## ACTION ITEM
The word "apply" marks the lines to keep; find each one in the data and copy it.

Segment Start: INPUT FOR THIS TASK

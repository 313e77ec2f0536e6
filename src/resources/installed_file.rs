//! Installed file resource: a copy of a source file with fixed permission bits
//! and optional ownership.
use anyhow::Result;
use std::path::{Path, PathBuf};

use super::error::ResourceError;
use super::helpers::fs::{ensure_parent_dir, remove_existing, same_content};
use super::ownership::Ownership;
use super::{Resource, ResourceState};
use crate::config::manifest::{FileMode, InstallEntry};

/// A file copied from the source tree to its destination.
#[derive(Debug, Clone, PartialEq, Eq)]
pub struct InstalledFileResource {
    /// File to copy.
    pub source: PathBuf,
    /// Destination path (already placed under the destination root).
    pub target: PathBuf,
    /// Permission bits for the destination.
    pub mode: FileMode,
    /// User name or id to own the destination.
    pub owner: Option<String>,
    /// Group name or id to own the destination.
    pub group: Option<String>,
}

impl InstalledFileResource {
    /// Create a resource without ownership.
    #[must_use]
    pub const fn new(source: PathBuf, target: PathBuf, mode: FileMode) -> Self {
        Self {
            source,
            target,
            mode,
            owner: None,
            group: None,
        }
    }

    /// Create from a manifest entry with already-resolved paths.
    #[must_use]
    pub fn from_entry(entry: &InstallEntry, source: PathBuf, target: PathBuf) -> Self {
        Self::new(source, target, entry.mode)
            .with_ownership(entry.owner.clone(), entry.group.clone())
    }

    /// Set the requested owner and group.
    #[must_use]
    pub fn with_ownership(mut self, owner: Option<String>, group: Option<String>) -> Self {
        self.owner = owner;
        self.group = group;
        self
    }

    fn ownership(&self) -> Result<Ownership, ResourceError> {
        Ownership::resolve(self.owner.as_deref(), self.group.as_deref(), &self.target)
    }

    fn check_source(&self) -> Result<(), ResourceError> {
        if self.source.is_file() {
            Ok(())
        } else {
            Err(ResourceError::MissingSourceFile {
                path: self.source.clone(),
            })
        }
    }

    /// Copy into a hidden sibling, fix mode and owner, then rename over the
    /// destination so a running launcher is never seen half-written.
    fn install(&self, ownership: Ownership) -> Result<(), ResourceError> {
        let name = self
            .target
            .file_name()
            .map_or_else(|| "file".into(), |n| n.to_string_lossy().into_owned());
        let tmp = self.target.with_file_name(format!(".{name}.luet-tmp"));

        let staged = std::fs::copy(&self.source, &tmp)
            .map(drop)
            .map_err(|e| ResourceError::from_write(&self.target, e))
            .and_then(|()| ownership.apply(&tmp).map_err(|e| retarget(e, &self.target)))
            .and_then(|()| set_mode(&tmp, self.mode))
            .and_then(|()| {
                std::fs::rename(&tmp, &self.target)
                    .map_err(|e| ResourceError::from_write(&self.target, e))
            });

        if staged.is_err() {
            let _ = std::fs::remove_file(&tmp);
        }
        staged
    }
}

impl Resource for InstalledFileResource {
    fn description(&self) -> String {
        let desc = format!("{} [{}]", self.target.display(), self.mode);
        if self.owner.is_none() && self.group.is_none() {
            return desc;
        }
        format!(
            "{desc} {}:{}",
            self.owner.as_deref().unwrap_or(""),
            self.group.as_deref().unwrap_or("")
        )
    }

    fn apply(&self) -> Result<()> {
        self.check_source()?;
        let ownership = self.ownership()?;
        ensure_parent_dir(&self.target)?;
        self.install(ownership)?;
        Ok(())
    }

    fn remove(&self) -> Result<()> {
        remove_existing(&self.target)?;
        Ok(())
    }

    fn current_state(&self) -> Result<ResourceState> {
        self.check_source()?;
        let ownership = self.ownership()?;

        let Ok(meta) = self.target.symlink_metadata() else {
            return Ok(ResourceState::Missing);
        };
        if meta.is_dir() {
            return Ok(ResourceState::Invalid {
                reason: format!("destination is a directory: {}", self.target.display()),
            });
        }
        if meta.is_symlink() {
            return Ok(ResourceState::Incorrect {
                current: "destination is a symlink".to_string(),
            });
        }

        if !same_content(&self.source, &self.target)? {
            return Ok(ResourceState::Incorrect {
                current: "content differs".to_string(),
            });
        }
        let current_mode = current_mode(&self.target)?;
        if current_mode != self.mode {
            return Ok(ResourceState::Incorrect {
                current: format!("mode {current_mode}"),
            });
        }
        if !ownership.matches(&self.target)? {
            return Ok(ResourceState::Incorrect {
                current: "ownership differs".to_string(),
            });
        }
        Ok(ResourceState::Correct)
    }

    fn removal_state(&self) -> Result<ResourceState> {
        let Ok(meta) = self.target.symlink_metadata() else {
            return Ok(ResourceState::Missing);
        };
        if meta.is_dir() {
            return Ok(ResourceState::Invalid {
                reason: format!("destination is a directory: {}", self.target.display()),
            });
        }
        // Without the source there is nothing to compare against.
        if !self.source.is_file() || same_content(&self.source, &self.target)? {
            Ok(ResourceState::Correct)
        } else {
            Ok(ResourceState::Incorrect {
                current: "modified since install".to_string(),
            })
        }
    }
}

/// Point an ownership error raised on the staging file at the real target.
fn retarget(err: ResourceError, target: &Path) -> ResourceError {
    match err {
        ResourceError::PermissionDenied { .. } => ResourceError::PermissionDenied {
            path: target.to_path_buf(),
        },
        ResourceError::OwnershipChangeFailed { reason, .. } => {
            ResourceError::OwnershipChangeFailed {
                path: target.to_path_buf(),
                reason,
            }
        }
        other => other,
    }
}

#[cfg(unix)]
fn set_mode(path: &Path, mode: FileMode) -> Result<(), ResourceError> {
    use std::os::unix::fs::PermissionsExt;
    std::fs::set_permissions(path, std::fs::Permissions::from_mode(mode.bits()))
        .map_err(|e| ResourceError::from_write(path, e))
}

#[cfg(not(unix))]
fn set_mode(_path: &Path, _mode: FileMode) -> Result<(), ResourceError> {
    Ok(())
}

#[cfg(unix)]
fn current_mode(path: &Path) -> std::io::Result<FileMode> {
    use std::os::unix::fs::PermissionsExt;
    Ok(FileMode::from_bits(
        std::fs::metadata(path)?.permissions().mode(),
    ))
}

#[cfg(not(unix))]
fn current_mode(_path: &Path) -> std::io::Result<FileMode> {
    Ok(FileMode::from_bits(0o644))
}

Segment End: INPUT FOR THIS TASK

## RESULT OF THE EXERCISE
            .and_then(|()| ownership.apply(&tmp).map_err(|e| retarget(e, &self.target)))
    fn apply(&self) -> Result<()> {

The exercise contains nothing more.